La subordinazione del Legislativo al Governo è
prodotto della stessa cultura che vede partiti, sindacati, corpi
intermedi come fastidiose sopravvivenze o una sorta di micro-stati nello
Stato. Per le attuali leadership ci sono soltanto il popolo e loro a
rappresentarlo. Ma questo non è il popolo! È una moltitudine di
individui, ciascuno coi propri più o meno legittimi appetiti, destinati
perciò a “delegare” in bianco a chi comanda. Il popolo è popolo quando
si presenta come entità politica, giuridica, culturale, e cioè quando dà
vita in sé e da sé a organismi che danno forma e voce alle forze, agli
interessi, alle culture che lo costituiscono. Altrimenti è una pura
astrazione, oggetto di pure retoriche, in realtà semplicemente un
insieme di sudditi. Dunque, una vera riforma avrebbe dovuto rafforzare,
anche nella Costituzione, il principio di sussidiarietà, la promozione
di ogni forma di auto-organizzazione, regolare la vita democratica di
partiti e sindacati.
Da questo punto di vista, la riforma di cui
si discute nasce stra-vecchia, anzi, come qualcuno ha detto, è una
riforma postuma. Parlamento ancora più debole, enti locali allo stremo,
corpi intermedi ridotti a funzioni assistenziali: che vinca il Sì o il
No nulla di questo quadro è destinato a cambiare.
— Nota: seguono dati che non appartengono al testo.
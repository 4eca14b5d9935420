//! Consensus error types

use dpos_core::Hash;
use thiserror::Error;

/// Consensus error type
#[derive(Error, Debug, Clone)]
pub enum ConsensusError {
    /// Malformed or unacceptable vote
    #[error("Invalid vote: {0}")]
    InvalidVote(String),

    /// Vice block rejected by block validation
    #[error("Invalid vice block {hash}: {reason}")]
    InvalidBlock { hash: Hash, reason: String },

    /// Transaction rejected by transaction validation
    #[error("Invalid transaction {txid}: {reason}")]
    InvalidTransaction { txid: Hash, reason: String },

    /// Fact addressed to a tip that has been archived
    #[error("Tip {0} is archived")]
    ArchivedTip(Hash),

    /// Stored facts must be replayed before voting starts
    #[error("Voting already enabled; stored facts can no longer be replayed")]
    AlreadyVoter,

    /// The voter reported errors for a step
    #[error("Step rejected with {0} error(s)")]
    StepRejected(usize),

    /// Configuration error
    #[error("Configuration error: {0}")]
    Config(String),

    /// Persistent store error
    #[error("Storage error: {0}")]
    Storage(String),

    /// Network error
    #[error("Network error: {0}")]
    Network(String),

    /// Encoding, hashing or signing error
    #[error("Core error: {0}")]
    Core(String),

    /// Serialization error
    #[error("Serialization error: {0}")]
    Serialization(String),

    /// Other error
    #[error("Consensus error: {0}")]
    Other(String),
}

impl From<serde_json::Error> for ConsensusError {
    fn from(err: serde_json::Error) -> Self {
        ConsensusError::Serialization(err.to_string())
    }
}

impl From<dpos_core::CoreError> for ConsensusError {
    fn from(err: dpos_core::CoreError) -> Self {
        ConsensusError::Core(err.to_string())
    }
}

impl From<dpos_network::NetworkError> for ConsensusError {
    fn from(err: dpos_network::NetworkError) -> Self {
        ConsensusError::Network(err.to_string())
    }
}

impl From<anyhow::Error> for ConsensusError {
    fn from(err: anyhow::Error) -> Self {
        ConsensusError::Other(err.to_string())
    }
}

/// Result type for consensus operations
pub type ConsensusResult<T> = Result<T, ConsensusError>;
Ed è altrettanto
evidente che al di là della quasi-eliminazione del Senato l’attuale
(tutto) ceto politico non sarebbe in grado di muovere un passo.
Teniamoci il topolino — e coloro che si oppongono non tanto a Renzi, per
carità, quanto alla deriva culturale che ho sopra descritto, comincino a
lavorare non per resistere-resistere-resistere, ma per innovare-
innovare-innovare la nostra cara, e tutt’altro che vecchia, democrazia.